TASK: Which lines of the data contain the string "already"? Show each of them.

STORED DATA:
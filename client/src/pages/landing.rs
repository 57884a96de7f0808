//! Marketing landing page.

use leptos::prelude::*;
use retina::routes::AppRoute;

use crate::state::auth::AuthState;

#[derive(Clone, Copy)]
struct Feature {
    title: &'static str,
    body: &'static str,
}

const FEATURES: &[Feature] = &[
    Feature {
        title: "Upload a fundus image",
        body: "JPEG or PNG photographs up to 5 MB are accepted.",
    },
    Feature {
        title: "Automated grading",
        body: "Each scan is graded from no retinopathy to proliferative, with a confidence score.",
    },
    Feature {
        title: "Keep a history",
        body: "Past analyses stay in your account until you delete them.",
    },
];

#[component]
pub fn LandingPage() -> impl IntoView {
    let auth = expect_context::<RwSignal<AuthState>>();

    view! {
        <section class="landing">
            <div class="landing__hero">
                <h1>"Early detection of diabetic retinopathy"</h1>
                <p class="landing__lead">
                    "Upload a retinal photograph and get a severity assessment in seconds."
                </p>
                <Show
                    when=move || auth.get().has_session
                    fallback=|| {
                        view! {
                            <a href=AppRoute::Register.hash() class="btn btn--primary">"Get started"</a>
                            <a href=AppRoute::Login.hash() class="btn">"Log in"</a>
                        }
                    }
                >
                    <a href=AppRoute::RetinaScan.hash() class="btn btn--primary">"Start a scan"</a>
                </Show>
            </div>
            <div class="landing__features">
                {FEATURES
                    .iter()
                    .map(|f| {
                        view! {
                            <article class="landing__feature">
                                <h2>{f.title}</h2>
                                <p>{f.body}</p>
                            </article>
                        }
                    })
                    .collect_view()}
            </div>
        </section>
    }
}
//! Host configuration loaded from the environment.

#[cfg(test)]
#[path = "config_test.rs"]
mod config_test;

use std::path::PathBuf;

pub const DEFAULT_PORT: u16 = 8080;
pub const DEFAULT_DIST_DIR: &str = "dist";

#[derive(Debug, thiserror::Error)]
pub enum HostConfigError {
    #[error("invalid PORT value {0:?}")]
    InvalidPort(String),
    #[error("bundle directory {0} does not contain index.html")]
    MissingIndex(PathBuf),
}

#[derive(Clone, Debug, PartialEq, Eq)]
pub struct HostConfig {
    pub port: u16,
    /// Compiled bundle: `index.html`, the wasm module, and assets.
    pub dist_dir: PathBuf,
}

impl Default for HostConfig {
    fn default() -> Self {
        Self { port: DEFAULT_PORT, dist_dir: PathBuf::from(DEFAULT_DIST_DIR) }
    }
}

impl HostConfig {
    /// Read `PORT` and `RETINASCAN_DIST_DIR`. Unset values use the defaults.
    ///
    /// # Errors
    ///
    /// [`HostConfigError::InvalidPort`] when `PORT` is not a `u16`.
    pub fn from_env() -> Result<Self, HostConfigError> {
        Self::from_values(std::env::var("PORT").ok(), std::env::var("RETINASCAN_DIST_DIR").ok())
    }

    /// # Errors
    ///
    /// [`HostConfigError::InvalidPort`] when `port` is not a `u16`.
    pub fn from_values(port: Option<String>, dist_dir: Option<String>) -> Result<Self, HostConfigError> {
        let port = match port.as_deref().map(str::trim).filter(|p| !p.is_empty()) {
            Some(raw) => raw.parse().map_err(|_| HostConfigError::InvalidPort(raw.to_owned()))?,
            None => DEFAULT_PORT,
        };
        let dist_dir = dist_dir
            .filter(|d| !d.trim().is_empty())
            .map_or_else(|| PathBuf::from(DEFAULT_DIST_DIR), PathBuf::from);
        Ok(Self { port, dist_dir })
    }

    #[must_use]
    pub fn index_html(&self) -> PathBuf {
        self.dist_dir.join("index.html")
    }

    /// # Errors
    ///
    /// [`HostConfigError::MissingIndex`] when the bundle has not been built.
    pub fn check_bundle(&self) -> Result<(), HostConfigError> {
        if self.index_html().is_file() {
            Ok(())
        } else {
            Err(HostConfigError::MissingIndex(self.dist_dir.clone()))
        }
    }
}
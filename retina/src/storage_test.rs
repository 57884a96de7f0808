use super::*;
use crate::testing::TestStores;

fn alice() -> UserProfile {
    UserProfile { id: Some("u1".to_owned()), name: Some("Alice".to_owned()), email: Some("a@b.com".to_owned()) }
}

#[test]
fn token_absent_when_missing_or_blank() {
    let stores = TestStores::new();
    let vault = stores.vault();
    assert_eq!(vault.token(), None);

    stores.local.set(TOKEN_KEY, "   ");
    assert_eq!(vault.token(), None);
}

#[test]
fn persist_login_writes_token_and_user() {
    let stores = TestStores::new();
    let vault = stores.vault();
    vault.persist_login("abc.def.ghi", Some(&alice()));

    assert_eq!(stores.local.get(TOKEN_KEY).as_deref(), Some("abc.def.ghi"));
    assert_eq!(vault.cached_user(), Some(alice()));
}

#[test]
fn persist_login_without_user_leaves_user_key_unset() {
    let stores = TestStores::new();
    stores.vault().persist_login("abc.def.ghi", None);
    assert_eq!(stores.local.get(USER_KEY), None);
}

#[test]
fn cached_user_ignores_corrupt_blob() {
    let stores = TestStores::new();
    stores.local.set(USER_KEY, "{not json");
    assert_eq!(stores.vault().cached_user(), None);
}

#[test]
fn evict_token_keeps_theme_and_user() {
    let stores = TestStores::new();
    let vault = stores.vault();
    vault.persist_login("abc.def.ghi", Some(&alice()));
    stores.local.set(THEME_NAME_KEY, "green");

    vault.evict_token();

    assert_eq!(vault.token(), None);
    assert!(stores.local.get(USER_KEY).is_some());
    assert_eq!(stores.local.get(THEME_NAME_KEY).as_deref(), Some("green"));
}

#[test]
fn clear_all_is_idempotent() {
    let stores = TestStores::new();
    let vault = stores.vault();
    vault.persist_login("abc.def.ghi", Some(&alice()));
    stores.session.set("draft", "x");
    stores.cookies.set(AUTH_COOKIE);

    vault.clear_all();
    assert_eq!(stores.local.get(TOKEN_KEY), None);
    assert_eq!(stores.local.get(USER_KEY), None);
    assert!(stores.session.is_empty());
    assert!(!stores.cookies.contains(AUTH_COOKIE));

    vault.clear_all();
    assert_eq!(stores.local.get(TOKEN_KEY), None);
    assert!(stores.session.is_empty());
}

#[test]
fn clear_all_preserves_theme_preference() {
    let stores = TestStores::new();
    stores.local.set(THEME_MODE_KEY, "dark");
    stores.vault().clear_all();
    assert_eq!(stores.local.get(THEME_MODE_KEY).as_deref(), Some("dark"));
}
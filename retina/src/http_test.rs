use super::*;
use serde_json::json;

#[test]
fn with_bearer_formats_authorization_header() {
    let req = ApiRequest::get("http://api.test/api/user/profile").with_bearer("abc.def.ghi");
    assert_eq!(req.method, Method::Get);
    assert_eq!(req.authorization().as_deref(), Some("Bearer abc.def.ghi"));
}

#[test]
fn requests_without_bearer_have_no_authorization() {
    let req = ApiRequest::post_json("http://api.test/api/auth/login", json!({ "email": "a@b.com" }));
    assert_eq!(req.authorization(), None);
    assert_eq!(req.method.as_str(), "POST");
}

#[test]
fn into_result_passes_2xx_through() {
    let resp = ApiResponse::new(201, "{}").into_result().unwrap();
    assert_eq!(resp.status, 201);
}

#[test]
fn into_result_extracts_server_message() {
    let err = ApiResponse::new(400, r#"{"message":"Email already registered"}"#)
        .into_result()
        .unwrap_err();
    assert_eq!(err, ApiError::Server { status: 400, message: Some("Email already registered".to_owned()) });
}

#[test]
fn into_result_tolerates_non_json_error_body() {
    let err = ApiResponse::new(502, "<html>Bad Gateway</html>").into_result().unwrap_err();
    assert_eq!(err, ApiError::Server { status: 502, message: None });
}

#[test]
fn json_decode_failure_is_decode_error() {
    let err = ApiResponse::new(200, "not json").json::<serde_json::Value>().unwrap_err();
    assert!(matches!(err, ApiError::Decode(_)));
}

SOLUTION TO THIS PROBLEM:
    let err = ApiResponse::new(400, r#"{"message":"Email already registered"}"#)
    assert_eq!(err, ApiError::Server { status: 400, message: Some("Email already registered".to_owned()) });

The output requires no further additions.